La guerre est d'ailleurs le moteur de l'expansion de la Merveille d'Eaugrise. Elle remplit les coffres des maîtres de guilde de l'Ironweld et des seigneurs-maçons Dispossessed, et alimente les feux des fonderies de canons. La demande en artillerie et en poudre noire de première qualité est énorme, si bien que les clans duardins qui gèrent les fonderies les plus prestigieuses de la ville sont devenus incroyablement riches et influents. Beaucoup ont acquis une position au Conseil de la Forge, une assemblée de seigneurs et de chefs de clans qui ont encore plus de pouvoir que le Grand Conclave de la ville. Poussé par son avidité et son besoin en matières premières pour tester de nouveaux prototypes de machines de guerre, le Conseil prend n'importe quelle excuse pour guerroyer contre les voisins de la Merveille d'Eaugrise.

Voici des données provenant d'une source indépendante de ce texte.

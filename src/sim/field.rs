use super::params::{ExperimentMode, SimParams};
use super::particles::Xor128;
use super::Domain;

/// Venturi throat half-width, px, as a function of 1/diameter.
/// D = 0.2 m gives a ~24 px throat; narrower diameters sharpen it.
const VENTURI_WIDTH_SCALE: f64 = 4.8;
const VENTURI_SIGMA_RANGE: (f64, f64) = (8.0, 160.0);
/// Peak amplification at the throat center: u = U·(1 + 0.6).
const VENTURI_AMP: f64 = 0.6;
/// Vertical convergence strength inside the throat, per px of offset.
const VENTURI_SHEAR: f64 = 0.004;

/// Cylinder radius in px per metre of diameter, with a visual clamp.
const CYLINDER_RADIUS_SCALE: f64 = 160.0;
const CYLINDER_RADIUS_RANGE: (f64, f64) = (18.0, 80.0);
/// Fraction of domain width where the cylinder sits.
const CYLINDER_X_FRAC: f64 = 0.38;
/// Wake perturbation magnitude relative to free-stream speed.
const WAKE_NOISE: f64 = 0.12;
/// Wake velocity deficit at the band center.
const WAKE_DEFICIT: f64 = 0.3;

/// Centerline amplification for the parabolic pipe profile.
const PIPE_PEAK: f64 = 1.2;
/// Near-wall speed floor, m/s, so wall particles never stall outright.
const PIPE_FLOOR: f64 = 0.02;

/// Open-channel speed range from bed (0.3·U) to free surface (1.2·U).
const CHANNEL_BED: f64 = 0.3;
const CHANNEL_SPAN: f64 = 0.9;

/// Cylinder center and radius in px for the current domain and diameter.
pub fn cylinder_geometry(domain: &Domain, diameter: f64) -> (f64, f64, f64) {
    let radius =
        (diameter * CYLINDER_RADIUS_SCALE).clamp(CYLINDER_RADIUS_RANGE.0, CYLINDER_RADIUS_RANGE.1);
    (domain.width * CYLINDER_X_FRAC, domain.height * 0.5, radius)
}

/// Venturi throat center x and Gaussian half-width in px.
pub fn venturi_geometry(domain: &Domain, diameter: f64) -> (f64, f64) {
    let sigma = (VENTURI_WIDTH_SCALE / diameter.max(1e-3))
        .clamp(VENTURI_SIGMA_RANGE.0, VENTURI_SIGMA_RANGE.1);
    (domain.width * 0.5, sigma)
}

/// Local flow velocity (m/s) at a pixel-space position for the active
/// experiment. Pure apart from the cylinder wake term, which draws its
/// perturbation from the caller-supplied generator.
pub fn velocity_at(
    x: f64,
    y: f64,
    domain: &Domain,
    params: &SimParams,
    rng: &mut Xor128,
) -> (f64, f64) {
    let u0 = params.flow_speed;
    match params.mode {
        ExperimentMode::Uniform => (u0, 0.0),

        ExperimentMode::Venturi => {
            let (throat_x, sigma) = venturi_geometry(domain, params.diameter);
            let dx = x - throat_x;
            let g = (-dx * dx / (2.0 * sigma * sigma)).exp();
            let dy = y - domain.height * 0.5;
            // Converge toward the centerline inside the throat.
            (u0 * (1.0 + VENTURI_AMP * g), -dy * g * u0 * VENTURI_SHEAR)
        }

        ExperimentMode::Cylinder => {
            let (cx, cy, a) = cylinder_geometry(domain, params.diameter);
            let dx = x - cx;
            let dy = y - cy;
            let r2 = dx * dx + dy * dy;
            if r2 < a * a {
                // Solid body: exactly zero inside the obstacle.
                return (0.0, 0.0);
            }
            // Potential flow past a cylinder: uniform stream + dipole.
            let a2r2 = a * a / r2;
            let cos2t = (dx * dx - dy * dy) / r2;
            let sin2t = 2.0 * dx * dy / r2;
            let mut u = u0 * (1.0 - a2r2 * cos2t);
            let mut v = -u0 * a2r2 * sin2t;
            if dx > a {
                // Downstream wake band: velocity deficit plus stochastic
                // jitter to suggest shed turbulence.
                let band_w = 0.8 * a;
                let band = (-dy * dy / (2.0 * band_w * band_w)).exp();
                let fade = (-(dx - a) / (6.0 * a)).exp();
                let w = band * fade;
                u *= 1.0 - WAKE_DEFICIT * w;
                u += u0 * WAKE_NOISE * w * rng.next_f64();
                v += u0 * WAKE_NOISE * w * rng.next_f64();
            }
            (u, v)
        }

        ExperimentMode::PipeProfile => {
            let r = domain.height * 0.5;
            let rel = ((y - r) / r).clamp(-1.0, 1.0);
            let u = (PIPE_PEAK * u0 * (1.0 - rel * rel)).max(PIPE_FLOOR);
            (u, 0.0)
        }

        ExperimentMode::OpenChannel => {
            // Fastest at the free surface (top of domain), slowest at the bed.
            let surface = (1.0 - y / domain.height).clamp(0.0, 1.0);
            (u0 * (CHANNEL_BED + CHANNEL_SPAN * surface), 0.0)
        }
    }
}

#[cfg(test)]
mod tests {
    use super::*;

    fn test_domain() -> Domain {
        Domain {
            width: 800.0,
            height: 560.0,
        }
    }

    fn params_for(mode: ExperimentMode) -> SimParams {
        SimParams {
            mode,
            ..SimParams::default()
        }
    }

    #[test]
    fn test_uniform_is_constant_rightward() {
        let domain = test_domain();
        let params = params_for(ExperimentMode::Uniform);
        let mut rng = Xor128::new(1);
        for &(x, y) in &[(0.0, 0.0), (400.0, 280.0), (799.0, 559.0)] {
            let (u, v) = velocity_at(x, y, &domain, &params, &mut rng);
            assert_eq!(u, params.flow_speed);
            assert_eq!(v, 0.0);
        }
    }

    #[test]
    fn test_venturi_throat_width() {
        let domain = test_domain();
        let (_, sigma) = venturi_geometry(&domain, 0.2);
        assert!((sigma - 24.0).abs() < 1e-9, "sigma should be 24 px, got {}", sigma);
    }

    #[test]
    fn test_venturi_amplification_profile() {
        let domain = test_domain();
        let mut params = params_for(ExperimentMode::Venturi);
        params.diameter = 0.2;
        let mut rng = Xor128::new(2);
        let cy = domain.height * 0.5;
        let (throat_x, sigma) = venturi_geometry(&domain, params.diameter);

        let (u_throat, _) = velocity_at(throat_x, cy, &domain, &params, &mut rng);
        assert!(
            (u_throat - params.flow_speed * 1.6).abs() < 1e-9,
            "Throat center should run at 1.6x, got {}",
            u_throat
        );

        let (u_far, v_far) = velocity_at(throat_x - 20.0 * sigma, cy, &domain, &params, &mut rng);
        assert!(
            (u_far - params.flow_speed).abs() < 1e-6,
            "Far from throat should be free-stream, got {}",
            u_far
        );
        assert!(v_far.abs() < 1e-9);
    }

    #[test]
    fn test_venturi_converges_to_centerline() {
        let domain = test_domain();
        let params = params_for(ExperimentMode::Venturi);
        let mut rng = Xor128::new(3);
        let (throat_x, _) = venturi_geometry(&domain, params.diameter);
        let cy = domain.height * 0.5;
        let (_, v_above) = velocity_at(throat_x, cy - 50.0, &domain, &params, &mut rng);
        let (_, v_below) = velocity_at(throat_x, cy + 50.0, &domain, &params, &mut rng);
        assert!(v_above > 0.0, "Above centerline should push down, got {}", v_above);
        assert!(v_below < 0.0, "Below centerline should push up, got {}", v_below);
    }

    #[test]
    fn test_cylinder_solid_body_exclusion() {
        let domain = test_domain();
        let params = params_for(ExperimentMode::Cylinder);
        let mut rng = Xor128::new(4);
        let (cx, cy, a) = cylinder_geometry(&domain, params.diameter);
        // Sample points strictly inside 0.98·radius in all directions.
        for i in 0..64 {
            let theta = i as f64 / 64.0 * std::f64::consts::TAU;
            let r = a * 0.97 * (i as f64 / 64.0);
            let (u, v) = velocity_at(cx + r * theta.cos(), cy + r * theta.sin(), &domain, &params, &mut rng);
            assert_eq!((u, v), (0.0, 0.0), "Inside the cylinder must be exactly still");
        }
    }

    #[test]
    fn test_cylinder_far_field_approaches_free_stream() {
        let domain = test_domain();
        let params = params_for(ExperimentMode::Cylinder);
        let mut rng = Xor128::new(5);
        let (cx, cy, a) = cylinder_geometry(&domain, params.diameter);
        // Far upstream, away from the wake band.
        let (u, v) = velocity_at(cx - 20.0 * a, cy, &domain, &params, &mut rng);
        assert!(
            (u - params.flow_speed).abs() < 0.01 * params.flow_speed,
            "Far field u should be ~U, got {}",
            u
        );
        assert!(v.abs() < 0.01 * params.flow_speed);
    }

    #[test]
    fn test_cylinder_stagnation_slowdown_upstream() {
        let domain = test_domain();
        let params = params_for(ExperimentMode::Cylinder);
        let mut rng = Xor128::new(6);
        let (cx, cy, a) = cylinder_geometry(&domain, params.diameter);
        // Just upstream of the nose, on the centerline: u = U(1 - a²/r²) → small.
        let (u, _) = velocity_at(cx - 1.1 * a, cy, &domain, &params, &mut rng);
        assert!(
            u < 0.25 * params.flow_speed,
            "Near the stagnation point flow should be slow, got {}",
            u
        );
        assert!(u >= 0.0);
    }

    #[test]
    fn test_cylinder_wake_noise_is_bounded() {
        let domain = test_domain();
        let params = params_for(ExperimentMode::Cylinder);
        let (cx, cy, a) = cylinder_geometry(&domain, params.diameter);
        let mut rng = Xor128::new(7);
        // Deterministic baseline: same point, fresh rng each call, collect spread.
        let mut us = Vec::new();
        for seed in 0..50 {
            let mut r = Xor128::new(seed);
            let (u, _) = velocity_at(cx + 2.0 * a, cy, &domain, &params, &mut r);
            us.push(u);
        }
        let min = us.iter().cloned().fold(f64::INFINITY, f64::min);
        let max = us.iter().cloned().fold(f64::NEG_INFINITY, f64::max);
        assert!(max > min, "Wake samples should vary with the rng");
        // Perturbation magnitude stays within the documented bound.
        let (u_mid, _) = velocity_at(cx + 2.0 * a, cy, &domain, &params, &mut rng);
        assert!((max - min) <= 2.0 * WAKE_NOISE * params.flow_speed + 1e-9);
        assert!(u_mid.is_finite());
    }

    #[test]
    fn test_pipe_profile_shape() {
        let domain = test_domain();
        let params = params_for(ExperimentMode::PipeProfile);
        let mut rng = Xor128::new(8);
        let cy = domain.height * 0.5;

        let (u_center, v_center) = velocity_at(100.0, cy, &domain, &params, &mut rng);
        assert!(
            (u_center - params.flow_speed * 1.2).abs() < 1e-9,
            "Centerline should run at 1.2x, got {}",
            u_center
        );
        assert_eq!(v_center, 0.0);

        let (u_wall, _) = velocity_at(100.0, 0.0, &domain, &params, &mut rng);
        assert!(
            (u_wall - 0.02).abs() < 1e-12,
            "Wall speed should sit at the floor, got {}",
            u_wall
        );
    }

    #[test]
    fn test_pipe_profile_floor_for_any_speed() {
        let domain = test_domain();
        let mut params = params_for(ExperimentMode::PipeProfile);
        params.flow_speed = 0.05;
        let mut rng = Xor128::new(9);
        let (u_wall, _) = velocity_at(0.0, domain.height, &domain, &params, &mut rng);
        assert!(u_wall >= 0.02, "Floor must hold at minimum flow speed");
    }

    #[test]
    fn test_open_channel_linear_with_depth() {
        let domain = test_domain();
        let params = params_for(ExperimentMode::OpenChannel);
        let mut rng = Xor128::new(10);
        let (u_surface, _) = velocity_at(100.0, 0.0, &domain, &params, &mut rng);
        let (u_mid, _) = velocity_at(100.0, domain.height * 0.5, &domain, &params, &mut rng);
        let (u_bed, _) = velocity_at(100.0, domain.height, &domain, &params, &mut rng);
        assert!((u_surface - params.flow_speed * 1.2).abs() < 1e-9);
        assert!((u_bed - params.flow_speed * 0.3).abs() < 1e-9);
        // Linear: midpoint is the average of the extremes.
        assert!((u_mid - 0.5 * (u_surface + u_bed)).abs() < 1e-9);
    }

    #[test]
    fn test_cylinder_radius_clamped() {
        let domain = test_domain();
        let (_, _, r_small) = cylinder_geometry(&domain, 0.02);
        let (_, _, r_large) = cylinder_geometry(&domain, 1.0);
        assert_eq!(r_small, CYLINDER_RADIUS_RANGE.0);
        assert_eq!(r_large, CYLINDER_RADIUS_RANGE.1);
    }
}
use std::fs::File;
use std::io::{self, BufWriter, Write};
use std::path::Path;

use thiserror::Error;

use crate::sim::ReadoutLog;

#[derive(Debug, Error)]
pub enum ExportError {
    #[error("nothing logged yet")]
    EmptyLog,
    #[error("io error: {0}")]
    Io(#[from] io::Error),
}

/// Write the readout history as CSV: one row per recompute, oldest first.
pub fn write_readout_csv(log: &ReadoutLog, path: &Path) -> Result<(), ExportError> {
    if log.is_empty() {
        return Err(ExportError::EmptyLog);
    }
    let mut out = BufWriter::new(File::create(path)?);
    writeln!(out, "time_s,reynolds,avg_velocity_ms,dynamic_pressure_kpa")?;
    for (t, r) in log.iter() {
        writeln!(
            out,
            "{:.3},{},{:.2},{:.3}",
            t, r.reynolds as i64, r.avg_velocity, r.dynamic_pressure
        )?;
    }
    out.flush()?;
    Ok(())
}

/// Dump an RGBA frame as binary PPM (P6). Alpha is dropped.
pub fn write_frame_ppm(
    rgba: &[u8],
    width: usize,
    height: usize,
    path: &Path,
) -> Result<(), ExportError> {
    let mut out = BufWriter::new(File::create(path)?);
    write!(out, "P6\n{} {}\n255\n", width, height)?;
    for pixel in rgba.chunks_exact(4).take(width * height) {
        out.write_all(&pixel[..3])?;
    }
    out.flush()?;
    Ok(())
}
use crate::renderer::{self, FONT_HEIGHT};
use crate::sim::{ExperimentMode, SimParams};

/// Number of adjustable parameters.
const PARAM_COUNT: usize = 7;

/// Panel layout constants.
const GAUGE_WIDTH: usize = 8;

/// Overlay panel state.
pub struct OverlayState {
    pub visible: bool,
    pub selected: usize,
}

impl OverlayState {
    pub fn new() -> Self {
        Self {
            visible: false,
            selected: 0,
        }
    }

    pub fn toggle(&mut self) {
        self.visible = !self.visible;
    }

    pub fn navigate(&mut self, delta: isize) {
        let count = PARAM_COUNT as isize;
        self.selected = ((self.selected as isize + delta).rem_euclid(count)) as usize;
    }
}

/// Definition of an adjustable parameter.
pub struct ParamDef {
    pub name: &'static str,
    pub short: &'static str,
    pub desc: &'static str,
    pub min: f64,
    pub max: f64,
    pub step: f64,
    pub fine_step: f64,
    pub get: fn(&SimParams) -> f64,
    pub set: fn(&mut SimParams, f64),
}

/// All 7 adjustable parameters. Booleans and counts ride the same f64 table.
pub const PARAM_DEFS: [ParamDef; PARAM_COUNT] = [
    ParamDef {
        name: "speed",
        short: "flow speed",
        desc: "free-stream flow speed, m/s",
        min: 0.05,
        max: 6.0,
        step: 0.05,
        fine_step: 0.01,
        get: |p| p.flow_speed,
        set: |p, v| p.flow_speed = v,
    },
    ParamDef {
        name: "visc",
        short: "viscosity",
        desc: "dynamic viscosity, pa.s",
        min: 0.0001,
        max: 2.0,
        step: 0.005,
        fine_step: 0.0005,
        get: |p| p.viscosity,
        set: |p, v| p.viscosity = v,
    },
    ParamDef {
        name: "dens",
        short: "density",
        desc: "fluid density, kg/m3",
        min: 1.0,
        max: 13600.0,
        step: 50.0,
        fine_step: 5.0,
        get: |p| p.density,
        set: |p, v| p.density = v,
    },
    ParamDef {
        name: "diam",
        short: "diameter",
        desc: "characteristic diameter, m",
        min: 0.02,
        max: 1.0,
        step: 0.02,
        fine_step: 0.005,
        get: |p| p.diameter,
        set: |p, v| p.diameter = v,
    },
    ParamDef {
        name: "part",
        short: "particles",
        desc: "tracer particle population",
        min: 0.0,
        max: 4000.0,
        step: 50.0,
        fine_step: 10.0,
        get: |p| p.particle_count as f64,
        set: |p, v| p.particle_count = v.round().max(0.0) as usize,
    },
    ParamDef {
        name: "fade",
        short: "trail fade",
        desc: "trail strength, 0 disables trails",
        min: 0.0,
        max: 0.95,
        step: 0.05,
        fine_step: 0.01,
        get: |p| p.trail_fade,
        set: |p, v| p.trail_fade = v,
    },
    ParamDef {
        name: "line",
        short: "streamlines",
        desc: "streamline traces on/off",
        min: 0.0,
        max: 1.0,
        step: 1.0,
        fine_step: 1.0,
        get: |p| {
            if p.show_streamlines {
                1.0
            } else {
                0.0
            }
        },
        set: |p, v| p.show_streamlines = v >= 0.5,
    },
];

/// Adjust a parameter by delta steps (positive = increase, negative = decrease).
/// If `fine` is true, use fine_step instead of step.
/// Returns true if the value actually changed.
pub fn adjust_param(params: &mut SimParams, selected: usize, delta: i32, fine: bool) -> bool {
    let def = &PARAM_DEFS[selected];
    let old = (def.get)(params);
    let step = if fine { def.fine_step } else { def.step };
    let new_val = (old + delta as f64 * step).clamp(def.min, def.max);
    (def.set)(params, new_val);
    ((def.get)(params) - old).abs() > f64::EPSILON
}

/// Reset a parameter to its value in the mode's preset.
pub fn reset_param(params: &mut SimParams, selected: usize, mode: ExperimentMode) {
    let def = &PARAM_DEFS[selected];
    let preset = SimParams::preset(mode);
    (def.set)(params, (def.get)(&preset));
}

/// Colors used in the overlay panel.
mod colors {
    pub const BORDER: [u8; 3] = [0x44, 0x44, 0x44];
    pub const HEADER: [u8; 3] = [0x00, 0xBB, 0xBB];
    pub const LABEL_NORMAL: [u8; 3] = [0x88, 0x88, 0x88];
    pub const LABEL_SELECTED: [u8; 3] = [0xFF, 0xFF, 0xFF];
    pub const VALUE: [u8; 3] = [0xCC, 0xCC, 0xCC];
    pub const DESC_NORMAL: [u8; 3] = [0x66, 0x66, 0x66];
    pub const DESC_SELECTED: [u8; 3] = [0xAA, 0xAA, 0xAA];
    pub const HINT: [u8; 3] = [0x44, 0x88, 0x88];
    pub const CURSOR: [u8; 3] = [0x00, 0xFF, 0xFF];
}

/// Darken a rectangular region of the buffer by multiplying RGB by `factor`.
fn darken_rect(
    buf: &mut [u8],
    frame_width: usize,
    x0: usize,
    y0: usize,
    w: usize,
    h: usize,
    factor: f64,
) {
    for dy in 0..h {
        let y = y0 + dy;
        for dx in 0..w {
            let x = x0 + dx;
            let off = (y * frame_width + x) * 4;
            if off + 3 < buf.len() {
                buf[off] = (buf[off] as f64 * factor) as u8;
                buf[off + 1] = (buf[off + 1] as f64 * factor) as u8;
                buf[off + 2] = (buf[off + 2] as f64 * factor) as u8;
            }
        }
    }
}

/// Draw a 1px border rectangle.
fn draw_rect_border(
    buf: &mut [u8],
    frame_width: usize,
    x0: usize,
    y0: usize,
    w: usize,
    h: usize,
    color: [u8; 3],
) {
    for dx in 0..w {
        for &y in &[y0, y0 + h - 1] {
            let off = (y * frame_width + x0 + dx) * 4;
            if off + 3 < buf.len() {
                buf[off] = color[0];
                buf[off + 1] = color[1];
                buf[off + 2] = color[2];
                buf[off + 3] = 255;
            }
        }
    }
    for dy in 0..h {
        for &x in &[x0, x0 + w - 1] {
            let off = ((y0 + dy) * frame_width + x) * 4;
            if off + 3 < buf.len() {
                buf[off] = color[0];
                buf[off + 1] = color[1];
                buf[off + 2] = color[2];
                buf[off + 3] = 255;
            }
        }
    }
}

/// Draw a gauge bar with teal gradient fill at custom pixel dimensions.
fn draw_gauge_scaled(
    buf: &mut [u8],
    frame_width: usize,
    x: usize,
    y: usize,
    ratio: f64,
    width_chars: usize,
    char_step: usize,
    height: usize,
) {
    let total_px = width_chars * char_step;
    let filled_px = ((ratio * total_px as f64).round() as usize).min(total_px);

    for dy in 0..height {
        for dx in 0..total_px {
            let off = ((y + dy) * frame_width + x + dx) * 4;
            if off + 3 < buf.len() {
                if dx < filled_px {
                    let t = dx as f64 / total_px as f64;
                    buf[off] = 0;
                    buf[off + 1] = (0x55 as f64 + t * (0xCC - 0x55) as f64) as u8;
                    buf[off + 2] = (0x55 as f64 + t * (0xCC - 0x55) as f64) as u8;
                } else {
                    buf[off] = 0x22;
                    buf[off + 1] = 0x22;
                    buf[off + 2] = 0x22;
                }
                buf[off + 3] = 255;
            }
        }
    }
}

/// Render the overlay panel onto the frame buffer.
/// Does nothing if `state.visible` is false.
pub fn render_overlay(
    buf: &mut [u8],
    frame_width: usize,
    display_width: usize,
    display_height: usize,
    state: &OverlayState,
    params: &SimParams,
) {
    if !state.visible {
        return;
    }

    // Font: 7×9 pixels (nearest-neighbor resize from 5×7)
    let cw: usize = 7;
    let ch: usize = 9;
    let sc = cw + cw / 5 + 1;
    let row_h = ch + 4;
    let pad = 10;

    let content_chars = 35;
    let panel_w = content_chars * sc + pad * 2;

    let panel_h = pad
        + row_h                         // header
        + 4
        + PARAM_COUNT * row_h
        + 6
        + row_h                         // description
        + 4
        + (FONT_HEIGHT + 2)             // hints at 1x
        + pad;

    let panel_w = panel_w.min(display_width.saturating_sub(4));
    let panel_h = panel_h.min(display_height.saturating_sub(4));
    let px = display_width.saturating_sub(panel_w) / 2;
    let py = display_height.saturating_sub(panel_h) / 2;

    darken_rect(buf, frame_width, px, py, panel_w, panel_h, 0.25);
    draw_rect_border(buf, frame_width, px, py, panel_w, panel_h, colors::BORDER);

    let left = px + pad;
    let mut cy = py + pad;

    let header = format!("{} parameters", params.mode.label());
    renderer::draw_text_sized(buf, frame_width, left, cy, &header, colors::HEADER, cw, ch);
    cy += row_h + 4;

    for (i, def) in PARAM_DEFS.iter().enumerate() {
        let is_sel = i == state.selected;
        let label_color = if is_sel {
            colors::LABEL_SELECTED
        } else {
            colors::LABEL_NORMAL
        };
        let desc_color = if is_sel {
            colors::DESC_SELECTED
        } else {
            colors::DESC_NORMAL
        };

        let mut cx = left;
        if is_sel {
            renderer::draw_text_sized(buf, frame_width, cx, cy, ">", colors::CURSOR, cw, ch);
        }
        cx += 2 * sc;

        renderer::draw_text_sized(buf, frame_width, cx, cy, def.name, label_color, cw, ch);
        cx = left + 8 * sc;

        let val = (def.get)(params);
        let ratio = if (def.max - def.min).abs() > f64::EPSILON {
            ((val - def.min) / (def.max - def.min)).clamp(0.0, 1.0)
        } else {
            0.0
        };
        draw_gauge_scaled(buf, frame_width, cx, cy, ratio, GAUGE_WIDTH, sc, ch);
        cx += GAUGE_WIDTH * sc + sc;

        let val_str = if def.step >= 1.0 {
            format!("{:.0}", val)
        } else if def.step >= 0.05 {
            format!("{:.2}", val)
        } else if def.step >= 0.001 {
            format!("{:.3}", val)
        } else {
            format!("{:.4}", val)
        };
        cx = renderer::draw_text_sized(buf, frame_width, cx, cy, &val_str, colors::VALUE, cw, ch);
        cx += sc;

        renderer::draw_text_sized(buf, frame_width, cx, cy, def.short, desc_color, cw, ch);

        cy += row_h;
    }

    cy += 6;

    let sel_def = &PARAM_DEFS[state.selected];
    renderer::draw_text_sized(buf, frame_width, left, cy, sel_def.desc, colors::DESC_SELECTED, cw, ch);
    cy += row_h + 4;

    renderer::draw_text(
        buf,
        frame_width,
        left,
        cy,
        "space=close  ud=nav  lr=adj  ,.=fine  r=reset",
        colors::HINT,
    );
}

Peu d'armées de mortels peuvent rivaliser avec la puissance de feu d'un bataillon d'Eaugrise. Les régiments d'élite d'arquebusiers, appelés Bonnets Gris à cause de leurs couvre-chefs distinctifs, sont accompagnés par des Ironbreakers Dispossessed et des Irondrakes afin de former une ligne de bataille indestructible. Ces troupes très disciplinées sont appuyées par la toute-puissance de l'arsenal de l'Ironweld: des canons et des Helblaster, des bombardiers, des Gyrocopters assurant une couverture aérienne… Tous les généraux d'Eaugrise adhèrent à une doctrine martiale simple et efficace : une puissance de feu délirante.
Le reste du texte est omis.